> _DATA FOR THIS TASK_
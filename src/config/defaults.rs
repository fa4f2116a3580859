//! Default configuration values
//!
//! Named constants for all tunable parameters

use crate::constants::api::OVERPASS_URL;

/// Default peak query endpoint
pub const DEFAULT_ENDPOINT: &str = OVERPASS_URL;

/// Default unit for search radii
pub const DEFAULT_UNIT: &str = "miles";

/// Default per-request timeout in seconds
pub const DEFAULT_TIMEOUT_SECS: u64 = 10;

/// Default failure policy name
pub const DEFAULT_FAILURE_POLICY: &str = "continue";

/// Default output format
pub const DEFAULT_FORMAT: &str = "text";

/// Default server host
pub const DEFAULT_HOST: &str = "127.0.0.1";

/// Default server port
pub const DEFAULT_PORT: u16 = 7879;

/// Default map URL provider
pub const DEFAULT_URL_PROVIDER: &str = "openstreetmap";

/// Default directions provider
pub const DEFAULT_DIRECTIONS_PROVIDER: &str = "google";

/// Default travel profile for directions
pub const DEFAULT_PROFILE: &str = "driving_traffic";

/// Config file name
pub const CONFIG_FILE_NAME: &str = "config.toml";

/// Application directory name (for XDG paths)
pub const APP_DIR_NAME: &str = "peak-finder";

> _WHAT THIS TASK INVOLVES_
Please report all lines in the entries where "peak" appears.

> _SOLUTION TO THIS TASK_
/// Default peak query endpoint
pub const APP_DIR_NAME: &str = "peak-finder";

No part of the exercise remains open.